**What to do**
Lines from the start of the data through the line containing "the target length." must be given again exactly. Leave the others out.

**Data entries**
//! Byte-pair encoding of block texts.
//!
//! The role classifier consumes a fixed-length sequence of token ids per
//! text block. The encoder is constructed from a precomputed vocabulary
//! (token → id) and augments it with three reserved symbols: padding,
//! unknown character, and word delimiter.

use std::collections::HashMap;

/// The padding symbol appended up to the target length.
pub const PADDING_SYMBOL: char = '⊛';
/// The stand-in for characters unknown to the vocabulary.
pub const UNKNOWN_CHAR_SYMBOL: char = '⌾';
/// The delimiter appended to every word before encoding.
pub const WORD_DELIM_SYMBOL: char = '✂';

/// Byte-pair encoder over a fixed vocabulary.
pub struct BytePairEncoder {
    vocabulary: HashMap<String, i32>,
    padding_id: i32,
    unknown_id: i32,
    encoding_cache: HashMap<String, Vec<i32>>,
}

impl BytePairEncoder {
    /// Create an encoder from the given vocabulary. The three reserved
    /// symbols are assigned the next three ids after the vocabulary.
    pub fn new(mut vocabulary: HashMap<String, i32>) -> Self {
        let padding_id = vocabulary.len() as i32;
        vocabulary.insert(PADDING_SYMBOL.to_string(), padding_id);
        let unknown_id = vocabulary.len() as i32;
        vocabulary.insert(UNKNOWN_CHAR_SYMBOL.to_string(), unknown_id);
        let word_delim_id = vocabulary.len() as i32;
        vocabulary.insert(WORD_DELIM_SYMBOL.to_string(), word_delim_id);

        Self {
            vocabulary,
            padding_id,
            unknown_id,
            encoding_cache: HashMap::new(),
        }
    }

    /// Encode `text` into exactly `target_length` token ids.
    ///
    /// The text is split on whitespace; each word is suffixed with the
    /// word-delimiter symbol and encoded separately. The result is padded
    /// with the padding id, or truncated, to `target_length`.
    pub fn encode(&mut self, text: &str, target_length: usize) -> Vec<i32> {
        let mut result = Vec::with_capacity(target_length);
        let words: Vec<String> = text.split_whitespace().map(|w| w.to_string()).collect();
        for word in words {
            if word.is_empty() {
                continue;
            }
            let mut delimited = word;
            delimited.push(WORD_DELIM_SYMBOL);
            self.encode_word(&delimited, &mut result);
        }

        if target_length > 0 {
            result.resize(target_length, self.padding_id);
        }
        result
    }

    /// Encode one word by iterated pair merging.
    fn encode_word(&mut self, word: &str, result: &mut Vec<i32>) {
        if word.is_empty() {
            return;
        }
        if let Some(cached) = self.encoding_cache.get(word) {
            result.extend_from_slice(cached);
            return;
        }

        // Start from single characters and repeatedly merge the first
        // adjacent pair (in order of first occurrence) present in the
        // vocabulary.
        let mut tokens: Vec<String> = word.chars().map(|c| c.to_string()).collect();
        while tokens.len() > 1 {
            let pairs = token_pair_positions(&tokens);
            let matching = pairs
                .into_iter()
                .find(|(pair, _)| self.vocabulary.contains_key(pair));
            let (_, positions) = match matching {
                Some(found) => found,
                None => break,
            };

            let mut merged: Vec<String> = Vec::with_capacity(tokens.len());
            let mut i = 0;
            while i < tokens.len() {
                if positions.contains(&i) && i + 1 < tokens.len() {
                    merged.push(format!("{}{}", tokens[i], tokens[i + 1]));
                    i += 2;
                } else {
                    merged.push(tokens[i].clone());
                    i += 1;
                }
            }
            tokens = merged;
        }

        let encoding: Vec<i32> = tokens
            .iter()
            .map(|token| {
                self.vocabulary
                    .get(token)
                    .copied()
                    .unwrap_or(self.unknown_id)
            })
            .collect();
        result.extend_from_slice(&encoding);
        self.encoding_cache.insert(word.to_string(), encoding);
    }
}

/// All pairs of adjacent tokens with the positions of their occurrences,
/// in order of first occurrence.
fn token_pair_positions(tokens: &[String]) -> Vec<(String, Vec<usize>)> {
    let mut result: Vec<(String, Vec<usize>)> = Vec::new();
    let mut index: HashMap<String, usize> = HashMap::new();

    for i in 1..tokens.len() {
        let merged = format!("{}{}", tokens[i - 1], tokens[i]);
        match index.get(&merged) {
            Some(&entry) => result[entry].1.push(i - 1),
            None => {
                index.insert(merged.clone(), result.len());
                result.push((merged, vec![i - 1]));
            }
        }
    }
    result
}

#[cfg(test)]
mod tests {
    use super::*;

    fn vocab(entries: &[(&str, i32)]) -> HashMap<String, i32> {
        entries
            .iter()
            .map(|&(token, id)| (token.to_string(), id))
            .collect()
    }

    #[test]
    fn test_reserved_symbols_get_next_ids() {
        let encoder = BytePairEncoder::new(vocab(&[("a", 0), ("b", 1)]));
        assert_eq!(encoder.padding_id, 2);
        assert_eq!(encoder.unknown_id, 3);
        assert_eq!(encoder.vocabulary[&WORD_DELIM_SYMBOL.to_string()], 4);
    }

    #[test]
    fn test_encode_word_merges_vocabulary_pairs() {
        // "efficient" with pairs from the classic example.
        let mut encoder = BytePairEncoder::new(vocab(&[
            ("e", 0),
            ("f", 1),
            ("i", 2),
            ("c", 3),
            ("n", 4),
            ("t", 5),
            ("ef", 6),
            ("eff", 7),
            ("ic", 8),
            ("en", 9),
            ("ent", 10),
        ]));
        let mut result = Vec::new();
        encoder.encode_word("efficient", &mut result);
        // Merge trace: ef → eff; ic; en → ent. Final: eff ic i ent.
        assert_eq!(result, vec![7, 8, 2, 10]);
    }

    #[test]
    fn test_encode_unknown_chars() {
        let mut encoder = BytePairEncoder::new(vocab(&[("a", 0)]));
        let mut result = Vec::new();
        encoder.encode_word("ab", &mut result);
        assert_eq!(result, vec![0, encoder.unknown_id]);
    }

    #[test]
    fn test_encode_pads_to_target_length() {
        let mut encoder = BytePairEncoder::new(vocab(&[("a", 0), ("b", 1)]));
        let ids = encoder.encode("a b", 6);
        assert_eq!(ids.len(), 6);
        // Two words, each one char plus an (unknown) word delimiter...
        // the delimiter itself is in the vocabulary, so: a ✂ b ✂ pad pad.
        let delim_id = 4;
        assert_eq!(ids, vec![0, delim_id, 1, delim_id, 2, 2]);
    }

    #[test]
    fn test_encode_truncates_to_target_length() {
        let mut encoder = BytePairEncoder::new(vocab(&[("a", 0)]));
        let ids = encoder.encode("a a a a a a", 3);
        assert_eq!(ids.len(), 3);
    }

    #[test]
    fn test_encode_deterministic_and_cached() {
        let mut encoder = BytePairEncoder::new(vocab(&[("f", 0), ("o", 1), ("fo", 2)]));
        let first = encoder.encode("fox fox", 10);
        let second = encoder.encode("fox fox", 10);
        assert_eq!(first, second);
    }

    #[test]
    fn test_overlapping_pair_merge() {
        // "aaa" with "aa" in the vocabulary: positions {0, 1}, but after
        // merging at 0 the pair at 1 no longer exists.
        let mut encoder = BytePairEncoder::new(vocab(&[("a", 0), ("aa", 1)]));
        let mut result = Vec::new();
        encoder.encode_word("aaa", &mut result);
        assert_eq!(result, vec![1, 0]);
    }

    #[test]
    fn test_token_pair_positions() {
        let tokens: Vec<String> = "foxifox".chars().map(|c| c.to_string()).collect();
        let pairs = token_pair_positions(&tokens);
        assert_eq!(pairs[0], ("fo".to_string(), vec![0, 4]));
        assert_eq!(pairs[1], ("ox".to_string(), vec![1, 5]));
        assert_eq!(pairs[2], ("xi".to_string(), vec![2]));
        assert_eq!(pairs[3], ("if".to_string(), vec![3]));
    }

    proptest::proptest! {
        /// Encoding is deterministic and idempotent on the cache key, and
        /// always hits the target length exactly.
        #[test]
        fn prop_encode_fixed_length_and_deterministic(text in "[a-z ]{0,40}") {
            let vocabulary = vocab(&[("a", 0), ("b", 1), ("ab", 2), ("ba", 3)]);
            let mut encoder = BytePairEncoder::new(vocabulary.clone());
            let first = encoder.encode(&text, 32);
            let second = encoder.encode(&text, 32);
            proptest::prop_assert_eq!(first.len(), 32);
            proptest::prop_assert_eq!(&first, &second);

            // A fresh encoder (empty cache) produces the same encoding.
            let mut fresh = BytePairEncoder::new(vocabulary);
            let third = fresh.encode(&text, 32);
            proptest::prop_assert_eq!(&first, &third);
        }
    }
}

**Written answer**
//! Byte-pair encoding of block texts.
//!
//! The role classifier consumes a fixed-length sequence of token ids per
//! text block. The encoder is constructed from a precomputed vocabulary
//! (token → id) and augments it with three reserved symbols: padding,
//! unknown character, and word delimiter.

use std::collections::HashMap;

/// The padding symbol appended up to the target length.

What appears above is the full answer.